- Born: George Gene Gustines 1971 (age 54–55) New York City, US
- Occupations: Magazine editor, journalist, playwright
- Notable credit: The New York Times
- Spouse: Steven Schack

= George Gustines =

American dramatist (born 1971)

George Gene Gustines (born 1971) is an American journalist who is the managing editor of T, a magazine of The New York Times.

As a journalist, he has written for the "New Jersey", Circuits (technology), "Escapes", "The City", "Television" and "Arts and Leisure" weekly sections, and the daily National, "Culture" and "Business" sections of the Times.

Gustines joined the staff of The New York Times in 1991.

==Personal life==
Gustines is the son of Aida and Jorge Gustines. A longtime resident of New York City, Gustines lives with his partner, Steven Schack.

==Partial bibliography==

===Reviews===
- "Books of the Times: A Bittersweet Tale of Father and Daughter." (Review of Alison Bechdel's Fun Home: A Family Tragicomic) The New York Times, 26 June 2006.
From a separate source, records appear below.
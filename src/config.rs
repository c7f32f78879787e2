use anyhow::{Context, Result};
use serde::{Deserialize, Serialize};
use std::fs;
use std::path::Path;

use crate::nav::{ReconcileMode, SegmentSemantics};

/// Tool configuration, read from TOML. Every field is optional.
#[derive(Debug, Clone, Serialize, Deserialize)]
#[serde(default, deny_unknown_fields)]
pub struct NavConfig {
    pub mode: ReconcileMode,
    /// URL the navigation markup is served from; hrefs and locations resolve against it
    pub base_url: String,
    /// Suffixes stripped from path segments before lookup
    pub extensions: Vec<String>,
    /// Set `aria-current="page"` on the link matching the location
    pub mark_current: bool,
    pub segment_semantics: SegmentSemantics,
    pub markup: MarkupConfig,
}

/// Markup contract: how tree links, toggles and containers are recognized.
#[derive(Debug, Clone, Serialize, Deserialize)]
#[serde(default, deny_unknown_fields)]
pub struct MarkupConfig {
    pub nav_root: String,
    pub link_selector: String,
    pub collapsible_selector: String,
    pub toggle_class: String,
    pub nested_class: String,
    pub active_class: String,
    pub caret_down_class: String,
    pub current_attribute: String,
}

impl Default for NavConfig {
    fn default() -> Self {
        Self {
            mode: ReconcileMode::ForceOpen,
            base_url: "http://localhost/".to_string(),
            extensions: vec!["html".to_string(), "htm".to_string()],
            mark_current: true,
            segment_semantics: SegmentSemantics::Toggle,
            markup: MarkupConfig::default(),
        }
    }
}

impl Default for MarkupConfig {
    fn default() -> Self {
        Self {
            nav_root: "nav".to_string(),
            link_selector: "nav a".to_string(),
            collapsible_selector: "details".to_string(),
            toggle_class: "caret".to_string(),
            nested_class: "nested".to_string(),
            active_class: "active".to_string(),
            caret_down_class: "caret-down".to_string(),
            current_attribute: "aria-current".to_string(),
        }
    }
}

impl NavConfig {
    pub fn load(path: &Path) -> Result<Self> {
        let text = fs::read_to_string(path)
            .with_context(|| format!("failed to read config file {}", path.display()))?;
        let config: NavConfig =
            toml::from_str(&text).with_context(|| format!("invalid config file {}", path.display()))?;
        log::debug!("loaded config from {}", path.display());
        Ok(config)
    }

    /// Reads `path` when given, defaults otherwise.
    pub fn load_or_default(path: Option<&Path>) -> Result<Self> {
        match path {
            Some(path) => Self::load(path),
            None => Ok(Self::default()),
        }
    }
}

#[cfg(test)]
mod tests {
    use super::*;
    use std::io::Write;

    #[test]
    fn partial_file_keeps_defaults() {
        let mut file = tempfile::NamedTempFile::new().unwrap();
        writeln!(
            file,
            r#"
mode = "segment-toggle"
extensions = ["php"]

[markup]
toggle_class = "arrow"
"#
        )
        .unwrap();

        let config = NavConfig::load(file.path()).unwrap();
        assert_eq!(config.mode, ReconcileMode::SegmentToggle);
        assert_eq!(config.extensions, ["php"]);
        assert_eq!(config.markup.toggle_class, "arrow");
        assert_eq!(config.markup.nested_class, "nested");
        assert_eq!(config.segment_semantics, SegmentSemantics::Toggle);
        assert!(config.mark_current);
    }

    #[test]
    fn unknown_keys_are_rejected() {
        let mut file = tempfile::NamedTempFile::new().unwrap();
        writeln!(file, "colour = \"blue\"").unwrap();
        let err = NavConfig::load(file.path()).unwrap_err();
        assert!(format!("{err:#}").contains("invalid config file"));
    }

    #[test]
    fn missing_file_is_an_error_only_when_named() {
        let dir = tempfile::tempdir().unwrap();
        let missing = dir.path().join("navtree.toml");
        assert!(NavConfig::load_or_default(Some(&missing)).is_err());
        assert_eq!(
            NavConfig::load_or_default(None).unwrap().markup.link_selector,
            "nav a"
        );
    }
}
===Off-Off-Broadway plays===
1997
- With Steve Schack. Papered Over. Producers Club, 1997 [self-produced].

===Graphic novels edited===
- Bernatovech, Rich and Vecchio, Luciano. Sentinels, Book 1: Footsteps. Drumfish Productions, 2003. ISBN 0-9745885-0-4
- Bernatovech, Rich and Vecchio, Luciano. Sentinels, Book 2: Masks. Drumfish Productions.